About this exercise
If a line contains "freshly credited shares", it is the last one to write out; begin with the first line of the records and copy each exactly.
BEGIN
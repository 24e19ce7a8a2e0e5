//! Lending bridge - route a drained balance into a lending pair
//!
//! The custody deposit credits the lending pair's own vault account, not
//! the supplier's. The pair then registers those freshly credited shares
//! against its recorded totals and mints lending shares to the supplier.
//! Only the lending shares name the supplier; the vault credit stays with
//! the pair.

use ledger_model::Addr;

use crate::error::MigrateError;
use crate::ops::vault_bridge;
use crate::state::World;

/// Deposit the adapter's entire `asset` balance for `lending_pair`, then
/// register the credited shares as capital supplied by `supplier`.
///
/// Returns the lending shares minted to `supplier`. A zero adapter
/// balance skips the whole flow and returns 0.
pub fn deposit_and_supply(
    world: &mut World,
    adapter: Addr,
    lending_pair: Addr,
    asset: Addr,
    supplier: Addr,
) -> Result<u64, MigrateError> {
    world.lending_pair(lending_pair)?;

    let share = vault_bridge::deposit_all(world, adapter, lending_pair, asset)?;
    if share == 0 {
        log::debug!(
            "deposit_and_supply: pair={} asset={} nothing to supply",
            lending_pair,
            asset
        );
        return Ok(0);
    }

    let minted = world.lending_add_asset(lending_pair, supplier, share)?;
    log::debug!(
        "deposit_and_supply: pair={} asset={} share={} lending_shares={} supplier={}",
        lending_pair,
        asset,
        share,
        minted,
        supplier
    );
    Ok(minted)
}
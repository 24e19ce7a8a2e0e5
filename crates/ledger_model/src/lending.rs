//! Isolated lending pair
//!
//! Pairs one collateral asset with one lending asset. Supplied capital
//! lives in the pair's own vault account as vault shares; suppliers are
//! issued lending shares against the pair's recorded vault-share total.
//! New capital arrives by being credited to the pair's vault account
//! first, then registered here; the pair pulls only the freshly-credited,
//! not-yet-recorded portion.
//!
//! # Properties
//! - **L1**: first supply mints lending shares 1:1 with vault shares
//! - **L2**: follow-on supply mints `share · base / elastic`, floored
//! - **L3**: `add_asset` never registers more than the unrecorded portion
//!   of the pair's vault balance
//! - **L4**: a refused call mutates nothing

use alloc::collections::BTreeMap;
use core::fmt;

use crate::Addr;

/// Error types for lending pair operations
#[derive(Debug, Clone, Copy, PartialEq, Eq)]
pub enum LendingError {
    /// Requested pull exceeds the unrecorded vault shares in the pair's
    /// own vault account
    SkimShortfall,
    /// Lending shares outstanding with no recorded capital; the rate is
    /// undefined
    InvalidRate,
    /// Arithmetic overflow
    Overflow,
}

impl fmt::Display for LendingError {
    fn fmt(&self, f: &mut fmt::Formatter<'_>) -> fmt::Result {
        let msg = match self {
            LendingError::SkimShortfall => "unrecorded vault shares below requested pull",
            LendingError::InvalidRate => "undefined lending rate",
            LendingError::Overflow => "arithmetic overflow",
        };
        f.write_str(msg)
    }
}

impl core::error::Error for LendingError {}

/// Isolated lending pair state
#[derive(Debug, Clone, PartialEq, Eq)]
pub struct LendingPair {
    addr: Addr,
    collateral: Addr,
    asset: Addr,
    /// Vault shares recorded as supplied capital (the elastic side)
    total_asset_shares: u64,
    /// Lending shares outstanding (the base side)
    total_lending_shares: u64,
    /// supplier -> lending share balance
    balances: BTreeMap<Addr, u64>,
}

impl LendingPair {
    pub fn new(addr: Addr, collateral: Addr, asset: Addr) -> Self {
        Self {
            addr,
            collateral,
            asset,
            total_asset_shares: 0,
            total_lending_shares: 0,
            balances: BTreeMap::new(),
        }
    }

    /// The pair's own address; also its account in the vault
    pub fn addr(&self) -> Addr {
        self.addr
    }

    pub fn collateral(&self) -> Addr {
        self.collateral
    }

    /// The asset this pair lends out; immutable after creation
    pub fn asset(&self) -> Addr {
        self.asset
    }

    pub fn total_asset_shares(&self) -> u64 {
        self.total_asset_shares
    }

    pub fn total_lending_shares(&self) -> u64 {
        self.total_lending_shares
    }

    pub fn balance_of(&self, account: Addr) -> u64 {
        self.balances.get(&account).copied().unwrap_or(0)
    }

    /// Register freshly-credited vault shares as supplied capital and mint
    /// lending shares to `supplier`
    ///
    /// `own_vault_balance` is the pair's current vault share balance for
    /// its configured asset. The unrecorded portion
    /// (`own_vault_balance - total_asset_shares`) is what a prior deposit
    /// left for the pair to pull; `share` must not exceed it (L3).
    ///
    /// `share == 0` is a no-op returning 0.
    pub fn add_asset(
        &mut self,
        own_vault_balance: u64,
        supplier: Addr,
        share: u64,
    ) -> Result<u64, LendingError> {
        if share == 0 {
            return Ok(0);
        }
        let unrecorded = own_vault_balance
            .checked_sub(self.total_asset_shares)
            .ok_or(LendingError::SkimShortfall)?;
        if share > unrecorded {
            return Err(LendingError::SkimShortfall);
        }

        let minted = if self.total_lending_shares == 0 {
            // L1
            share
        } else if self.total_asset_shares == 0 {
            return Err(LendingError::InvalidRate);
        } else {
            // L2: share · base / elastic, floored
            let wide = (share as u128) * (self.total_lending_shares as u128)
                / (self.total_asset_shares as u128);
            if wide > u64::MAX as u128 {
                return Err(LendingError::Overflow);
            }
            wide as u64
        };

        let new_elastic = self
            .total_asset_shares
            .checked_add(share)
            .ok_or(LendingError::Overflow)?;
        let new_base = self
            .total_lending_shares
            .checked_add(minted)
            .ok_or(LendingError::Overflow)?;
        let new_balance = self
            .balance_of(supplier)
            .checked_add(minted)
            .ok_or(LendingError::Overflow)?;

        self.total_asset_shares = new_elastic;
        self.total_lending_shares = new_base;
        if new_balance > 0 {
            self.balances.insert(supplier, new_balance);
        }
        Ok(minted)
    }
}


// ============================================================================
// Kani Formal Verification Proofs
// ============================================================================

#[cfg(kani)]
mod proofs {
    use super::*;

    const BOUND: u64 = 1_000_000_000;

    const PAIR: Addr = Addr::from_index(20);
    const COLLATERAL: Addr = Addr::from_index(21);
    const ASSET: Addr = Addr::from_index(22);
    const SUPPLIER: Addr = Addr::from_index(23);

    /// **Proof L1: the first supply mints lending shares 1:1**
    #[kani::proof]
    fn proof_l1_first_supply_one_to_one() {
        let own: u64 = kani::any();
        let share: u64 = kani::any();

        kani::assume(own <= BOUND);
        kani::assume(share >= 1 && share <= own);

        let mut pair = LendingPair::new(PAIR, COLLATERAL, ASSET);
        let minted = pair.add_asset(own, SUPPLIER, share).unwrap();
        assert!(minted == share);
        assert!(pair.total_asset_shares == share);
        assert!(pair.total_lending_shares == share);
    }

    /// **Proof L2: follow-on supply mints `share · base / elastic`, floored**
    #[kani::proof]
    fn proof_l2_follow_on_mints_floored() {
        let elastic: u64 = kani::any();
        let base: u64 = kani::any();
        let share: u64 = kani::any();

        kani::assume(elastic >= 1 && elastic <= BOUND);
        kani::assume(base >= 1 && base <= BOUND);
        kani::assume(share >= 1 && share <= BOUND);

        let mut pair = LendingPair::new(PAIR, COLLATERAL, ASSET);
        pair.total_asset_shares = elastic;
        pair.total_lending_shares = base;

        // The whole request sits fresh in the pair's vault account
        let minted = pair.add_asset(elastic + share, SUPPLIER, share).unwrap();

        // minted is the floored quotient: minted·elastic <= share·base
        // and the next share up would overshoot
        let scaled = (minted as u128) * (elastic as u128);
        let exact = (share as u128) * (base as u128);
        assert!(scaled <= exact);
        assert!(scaled + elastic as u128 > exact);
        assert!(pair.total_asset_shares == elastic + share);
        assert!(pair.total_lending_shares == base + minted);
    }
}
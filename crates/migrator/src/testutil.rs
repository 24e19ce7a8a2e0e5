//! Shared test scenario
//!
//! One seeded world used across the unit tests: a two-token pool holding
//! 100 units per side with the wallet owning all 100 units of LP supply,
//! an empty custody vault, and one lending pair per pool asset. Tests
//! move LP or raw balances to the adapter themselves.

use amm_model::UNIT;
use ledger_model::Addr;

use crate::config::MigratorConfig;
use crate::ops::migrate::Migrator;
use crate::state::World;

pub(crate) struct Scenario {
    pub world: World,
    pub migrator: Migrator,
    pub wallet: Addr,
    pub weth: Addr,
    /// Pool `token0` (lower address).
    pub token_a: Addr,
    /// Pool `token1`.
    pub token_b: Addr,
    pub factory: Addr,
    pub pool: Addr,
    /// Lending pair with asset `token_a`, collateral `token_b`.
    pub pair_a: Addr,
    /// Lending pair with asset `token_b`, collateral `token_a`.
    pub pair_b: Addr,
}

pub(crate) fn seeded() -> Scenario {
    let mut world = World::new();

    let weth = world.deploy_token();
    let token_a = world.deploy_token();
    let token_b = world.deploy_token();
    let wallet = world.new_account();

    let factory = world.create_factory();
    let pool = world.create_pair(factory, token_a, token_b).unwrap();

    world.mint(token_a, wallet, 100 * UNIT).unwrap();
    world.mint(token_b, wallet, 100 * UNIT).unwrap();
    world.add_liquidity(pool, wallet, 100 * UNIT, 100 * UNIT).unwrap();

    let pairs = world
        .create_lending_pairs(&[token_b, token_a], &[token_a, token_b])
        .unwrap();

    let adapter = world.new_account();
    let migrator = Migrator::new(adapter, MigratorConfig::new(weth));

    Scenario {
        world,
        migrator,
        wallet,
        weth,
        token_a,
        token_b,
        factory,
        pool,
        pair_a: pairs[0],
        pair_b: pairs[1],
    }
}
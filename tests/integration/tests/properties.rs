//! Property tests over randomized pool shapes and vault rates

use amm_model::UNIT;
use migrator_integration_tests::scenario;
use proptest::prelude::*;

proptest! {
    #![proptest_config(ProptestConfig::with_cases(256))]

    #[test]
    fn prop_migrate_order_independent(
        reserve0 in 1_000u64..=1_000 * UNIT,
        reserve1 in 1_000u64..=1_000 * UNIT,
        lp_pct in 1u64..=100,
    ) {
        let mut forward = scenario(reserve0, reserve1).unwrap();
        let total = forward.world.token(forward.pool).unwrap().total_supply();
        let lp = ((total / 100) * lp_pct).clamp(1, total);
        forward.fund_adapter_lp(lp).unwrap();

        let before = forward.world.clone();
        let mut swapped_world = forward.world.clone();

        let a = forward.migrator.migrate_lp_to_kashi(
            &mut forward.world,
            forward.wallet,
            forward.pair_a,
            forward.pair_b,
            forward.factory,
        );
        let b = forward.migrator.migrate_lp_to_kashi(
            &mut swapped_world,
            forward.wallet,
            forward.pair_b,
            forward.pair_a,
            forward.factory,
        );

        prop_assert_eq!(a, b, "both argument orders must agree on the outcome");
        prop_assert_eq!(&forward.world, &swapped_world,
            "both argument orders must agree on the final state");

        match a {
            Ok(()) => {
                let adapter = forward.migrator.addr();
                prop_assert_eq!(forward.world.balance_of(forward.pool, adapter).unwrap(), 0,
                    "no LP may remain with the adapter");
                prop_assert_eq!(forward.world.balance_of(forward.token_a, adapter).unwrap(), 0,
                    "no token0 residue may remain with the adapter");
                prop_assert_eq!(forward.world.balance_of(forward.token_b, adapter).unwrap(), 0,
                    "no token1 residue may remain with the adapter");
                // Migration moves tokens, it never creates or destroys them.
                prop_assert_eq!(
                    forward.world.token(forward.token_a).unwrap().total_supply(),
                    before.token(forward.token_a).unwrap().total_supply()
                );
                prop_assert_eq!(
                    forward.world.token(forward.token_b).unwrap().total_supply(),
                    before.token(forward.token_b).unwrap().total_supply()
                );
            }
            Err(_) => {
                prop_assert_eq!(&forward.world, &before,
                    "a refused migration must not change state");
            }
        }
    }

    #[test]
    fn prop_preview_matches_deposit(
        seed in 1u64..=1_000_000,
        profit in 0u64..=1_000_000,
        deposit in 1u64..=1_000_000,
    ) {
        let mut s = scenario(UNIT, UNIT).unwrap();
        let adapter = s.migrator.addr();
        let depositor = s.world.new_account();
        let vault_addr = s.world.vault().addr();

        s.world.mint(s.token_a, depositor, seed).unwrap();
        s.world.approve(s.token_a, depositor, vault_addr, seed).unwrap();
        s.world.vault_deposit(s.token_a, depositor, depositor, seed, 0).unwrap();
        if profit > 0 {
            s.world.accrue_vault_yield(s.token_a, profit).unwrap();
        }
        s.world.mint(s.token_a, adapter, deposit).unwrap();

        let preview = s.migrator
            .get_amount_to_deposit(&s.world, s.pair_a, s.token_a)
            .unwrap();
        let share = s.migrator.deposit(&mut s.world, s.pair_a, s.token_a).unwrap();

        prop_assert_eq!(preview.amount, deposit);
        prop_assert_eq!(share, preview.share,
            "the preview must match the deposit that follows it");
        prop_assert_eq!(s.world.vault().balance_of(s.token_a, s.pair_a), share);
        prop_assert_eq!(s.world.balance_of(s.token_a, adapter).unwrap(), 0,
            "the deposit must drain the adapter");
    }

    #[test]
    fn prop_mismatched_supply_always_rolls_back(
        amount in 1u64..=1_000_000,
    ) {
        let mut s = scenario(UNIT, UNIT).unwrap();
        let adapter = s.migrator.addr();
        s.world.mint(s.token_b, adapter, amount).unwrap();
        let before = s.world.clone();

        // pair_a lends token_a; handing it token_b must fail whole.
        let result = s.migrator.deposit_and_add_asset(&mut s.world, s.wallet, s.pair_a, s.token_b);

        prop_assert!(result.is_err());
        prop_assert_eq!(&s.world, &before, "a failed supply must not change state");
    }
}
//! The collaborator world
//!
//! One [`World`] owns every addressable entity the adapter can reach:
//! token ledgers (plain assets and LP share tokens alike), pool factories,
//! pools, the custody vault, and lending pairs. Pool share tokens live in
//! the same ledger map as ordinary assets, keyed by the pool's address, so
//! an LP balance reads like any other token balance.
//!
//! Provisioning helpers and the pool contract primitives live here because
//! they touch several ledgers at once; the adapter operations in
//! [`crate::ops`] only ever go through these methods. Mutations that can
//! fail midway run on a staged copy via [`World::stage`], so a refused
//! step never leaves a half-applied world behind.

use std::collections::BTreeMap;

use ledger_model::{Addr, LendingPair, TokenLedger, Vault};

use crate::error::MigrateError;
use crate::state::pool::{PairFactory, Pool};

/// Every ledger the adapter can reach, addressable by [`Addr`].
///
/// Equality is structural over balances, reserves, and totals; ledgers
/// prune zero entries, so two worlds that went through different call
/// orders compare equal whenever their observable state agrees.
#[derive(Debug, Clone, PartialEq, Eq)]
pub struct World {
    tokens: BTreeMap<Addr, TokenLedger>,
    factories: BTreeMap<Addr, PairFactory>,
    pools: BTreeMap<Addr, Pool>,
    vault: Vault,
    lending_pairs: BTreeMap<Addr, LendingPair>,
    next_index: u64,
}

impl World {
    pub fn new() -> Self {
        // Index 0 is the zero address; the vault takes index 1.
        let vault = Vault::new(Addr::from_index(1));
        Self {
            tokens: BTreeMap::new(),
            factories: BTreeMap::new(),
            pools: BTreeMap::new(),
            vault,
            lending_pairs: BTreeMap::new(),
            next_index: 2,
        }
    }

    fn alloc_addr(&mut self) -> Addr {
        let addr = Addr::from_index(self.next_index);
        self.next_index += 1;
        addr
    }

    // ========================================================================
    // Lookups
    // ========================================================================

    pub fn vault(&self) -> &Vault {
        &self.vault
    }

    pub fn token(&self, token: Addr) -> Result<&TokenLedger, MigrateError> {
        self.tokens.get(&token).ok_or(MigrateError::NotFound("token ledger"))
    }

    fn token_mut(&mut self, token: Addr) -> Result<&mut TokenLedger, MigrateError> {
        self.tokens.get_mut(&token).ok_or(MigrateError::NotFound("token ledger"))
    }

    pub fn pool(&self, pool: Addr) -> Result<&Pool, MigrateError> {
        self.pools.get(&pool).ok_or(MigrateError::NotFound("pool"))
    }

    fn pool_mut(&mut self, pool: Addr) -> Result<&mut Pool, MigrateError> {
        self.pools.get_mut(&pool).ok_or(MigrateError::NotFound("pool"))
    }

    pub fn factory(&self, factory: Addr) -> Result<&PairFactory, MigrateError> {
        self.factories.get(&factory).ok_or(MigrateError::NotFound("pool factory"))
    }

    pub fn lending_pair(&self, pair: Addr) -> Result<&LendingPair, MigrateError> {
        self.lending_pairs.get(&pair).ok_or(MigrateError::NotFound("lending pair"))
    }

    pub fn balance_of(&self, token: Addr, account: Addr) -> Result<u64, MigrateError> {
        Ok(self.token(token)?.balance_of(account))
    }

    // ========================================================================
    // Provisioning
    // ========================================================================

    /// Allocate a fresh externally-owned account address.
    pub fn new_account(&mut self) -> Addr {
        self.alloc_addr()
    }

    /// Deploy an empty token ledger and return its address.
    pub fn deploy_token(&mut self) -> Addr {
        let addr = self.alloc_addr();
        self.tokens.insert(addr, TokenLedger::new());
        addr
    }

    /// Deploy an empty pool factory and return its address.
    pub fn create_factory(&mut self) -> Addr {
        let addr = self.alloc_addr();
        self.factories.insert(addr, PairFactory::new(addr));
        addr
    }

    /// Create the pool joining `token_a` and `token_b` under `factory`.
    ///
    /// The token pair is canonicalized so the lower address becomes
    /// `token0`. The pool's LP share ledger is created alongside it, keyed
    /// by the pool address.
    pub fn create_pair(
        &mut self,
        factory: Addr,
        token_a: Addr,
        token_b: Addr,
    ) -> Result<Addr, MigrateError> {
        self.token(token_a)?;
        self.token(token_b)?;
        if token_a == token_b {
            return Err(MigrateError::Configuration("identical pool tokens"));
        }
        if self.factory(factory)?.get_pair(token_a, token_b).is_some() {
            return Err(MigrateError::Configuration("pool already exists for pair"));
        }

        let addr = self.alloc_addr();
        let (token0, token1) = if token_a <= token_b {
            (token_a, token_b)
        } else {
            (token_b, token_a)
        };

        let registry = self
            .factories
            .get_mut(&factory)
            .ok_or(MigrateError::NotFound("pool factory"))?;
        registry.register(token0, token1, addr)?;

        self.tokens.insert(addr, TokenLedger::new());
        self.pools.insert(addr, Pool::new(addr, token0, token1));
        Ok(addr)
    }

    /// Create lending pairs from parallel collateral/asset lists.
    ///
    /// The lists pair up by index. A length mismatch, an unknown token, or
    /// a collateral equal to its asset is rejected before anything is
    /// created.
    pub fn create_lending_pairs(
        &mut self,
        collaterals: &[Addr],
        assets: &[Addr],
    ) -> Result<Vec<Addr>, MigrateError> {
        if collaterals.len() != assets.len() {
            return Err(MigrateError::Configuration(
                "collateral and asset lists differ in length",
            ));
        }
        for (&collateral, &asset) in collaterals.iter().zip(assets) {
            self.token(collateral)?;
            self.token(asset)?;
            if collateral == asset {
                return Err(MigrateError::Configuration("collateral equals asset"));
            }
        }

        let mut created = Vec::with_capacity(assets.len());
        for (&collateral, &asset) in collaterals.iter().zip(assets) {
            let addr = self.alloc_addr();
            self.lending_pairs.insert(addr, LendingPair::new(addr, collateral, asset));
            created.push(addr);
        }
        Ok(created)
    }

    /// Mint fresh supply straight to an account.
    pub fn mint(&mut self, token: Addr, to: Addr, amount: u64) -> Result<(), MigrateError> {
        self.token_mut(token)?.mint(to, amount).map_err(Into::into)
    }

    pub fn transfer(
        &mut self,
        token: Addr,
        from: Addr,
        to: Addr,
        amount: u64,
    ) -> Result<(), MigrateError> {
        self.token_mut(token)?.transfer(from, to, amount).map_err(Into::into)
    }

    pub fn approve(
        &mut self,
        token: Addr,
        owner: Addr,
        spender: Addr,
        amount: u64,
    ) -> Result<(), MigrateError> {
        self.token_mut(token)?.approve(owner, spender, amount);
        Ok(())
    }

    /// Provide liquidity: move both amounts from `provider` into the pool
    /// and mint LP shares back to them.
    pub fn add_liquidity(
        &mut self,
        pool: Addr,
        provider: Addr,
        amount0: u64,
        amount1: u64,
    ) -> Result<u64, MigrateError> {
        self.stage(|w| {
            let (token0, token1) = {
                let p = w.pool(pool)?;
                (p.token0(), p.token1())
            };
            w.token_mut(token0)?.transfer(provider, pool, amount0)?;
            w.token_mut(token1)?.transfer(provider, pool, amount1)?;
            w.pool_mint(pool, provider)
        })
    }

    /// Record strategy yield on a vault asset, shifting its exchange rate.
    pub fn accrue_vault_yield(&mut self, asset: Addr, profit: u64) -> Result<(), MigrateError> {
        let ledger = self
            .tokens
            .get_mut(&asset)
            .ok_or(MigrateError::NotFound("token ledger"))?;
        self.vault.accrue(ledger, asset, profit).map_err(Into::into)
    }

    // ========================================================================
    // Pool contract primitives
    // ========================================================================

    /// Mint LP shares to `to` for whatever pool balance sits above the
    /// recorded reserves.
    ///
    /// Callers transfer the contribution to the pool first; the pool then
    /// measures it as the balance delta, mints, and syncs its reserves to
    /// the new balances.
    pub fn pool_mint(&mut self, pool: Addr, to: Addr) -> Result<u64, MigrateError> {
        let (token0, token1, reserve0, reserve1) = {
            let p = self.pool(pool)?;
            let (r0, r1) = p.reserves();
            (p.token0(), p.token1(), r0, r1)
        };
        let balance0 = self.token(token0)?.balance_of(pool);
        let balance1 = self.token(token1)?.balance_of(pool);
        let amount0 = balance0
            .checked_sub(reserve0)
            .ok_or(MigrateError::External("pool: balance below reserves"))?;
        let amount1 = balance1
            .checked_sub(reserve1)
            .ok_or(MigrateError::External("pool: balance below reserves"))?;

        let total_shares = self.token(pool)?.total_supply();
        let minted = amm_model::mint_shares(reserve0, reserve1, total_shares, amount0, amount1)?;

        self.token_mut(pool)?.mint(to, minted)?;
        self.pool_mut(pool)?.set_reserves(balance0, balance1);
        Ok(minted)
    }

    /// Burn the LP share balance sitting at the pool's own address and pay
    /// both underlyings to `recipient`.
    ///
    /// This is the transfer-then-burn flow: the shares to burn are
    /// whatever the pool holds of its own token when the call lands.
    pub fn pool_burn(&mut self, pool: Addr, recipient: Addr) -> Result<(u64, u64), MigrateError> {
        let (token0, token1, reserve0, reserve1) = {
            let p = self.pool(pool)?;
            let (r0, r1) = p.reserves();
            (p.token0(), p.token1(), r0, r1)
        };
        let (shares_held, total_shares) = {
            let shares = self.token(pool)?;
            (shares.balance_of(pool), shares.total_supply())
        };

        let (amount0, amount1) =
            amm_model::burn_amounts(reserve0, reserve1, total_shares, shares_held)?;

        self.token_mut(pool)?.burn(pool, shares_held)?;
        self.token_mut(token0)?.transfer(pool, recipient, amount0)?;
        self.token_mut(token1)?.transfer(pool, recipient, amount1)?;

        let balance0 = self.token(token0)?.balance_of(pool);
        let balance1 = self.token(token1)?.balance_of(pool);
        self.pool_mut(pool)?.set_reserves(balance0, balance1);
        Ok((amount0, amount1))
    }

    // ========================================================================
    // Vault and lending primitives
    // ========================================================================

    /// Deposit into the custody vault on behalf of `from`, crediting `to`.
    ///
    /// Exactly one of `amount` and `share` must be nonzero; the vault
    /// converts the given side at its current rate.
    pub fn vault_deposit(
        &mut self,
        asset: Addr,
        from: Addr,
        to: Addr,
        amount: u64,
        share: u64,
    ) -> Result<(u64, u64), MigrateError> {
        let ledger = self
            .tokens
            .get_mut(&asset)
            .ok_or(MigrateError::NotFound("token ledger"))?;
        self.vault
            .deposit(ledger, asset, from, to, amount, share)
            .map_err(Into::into)
    }

    /// Register freshly credited vault shares as supplied capital in a
    /// lending pair, minting lending shares to `supplier`.
    pub fn lending_add_asset(
        &mut self,
        pair: Addr,
        supplier: Addr,
        share: u64,
    ) -> Result<u64, MigrateError> {
        let pair_state = self
            .lending_pairs
            .get_mut(&pair)
            .ok_or(MigrateError::NotFound("lending pair"))?;
        let own_vault_balance = self.vault.balance_of(pair_state.asset(), pair);
        pair_state
            .add_asset(own_vault_balance, supplier, share)
            .map_err(Into::into)
    }

    // ========================================================================
    // Staging
    // ========================================================================

    /// Run `f` against a copy of the world; commit the copy only if it
    /// returns `Ok`. A refused step therefore mutates nothing.
    pub(crate) fn stage<T>(
        &mut self,
        f: impl FnOnce(&mut Self) -> Result<T, MigrateError>,
    ) -> Result<T, MigrateError> {
        let mut staged = self.clone();
        let out = f(&mut staged)?;
        *self = staged;
        Ok(out)
    }
}

impl Default for World {
    fn default() -> Self {
        Self::new()
    }
}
END
Answer box
repository 24e19ce7a8a2e0e5
//! Lending bridge - route a drained balance into a lending pair
//!
//! The custody deposit credits the lending pair's own vault account, not
//! the supplier's. The pair then registers those freshly credited shares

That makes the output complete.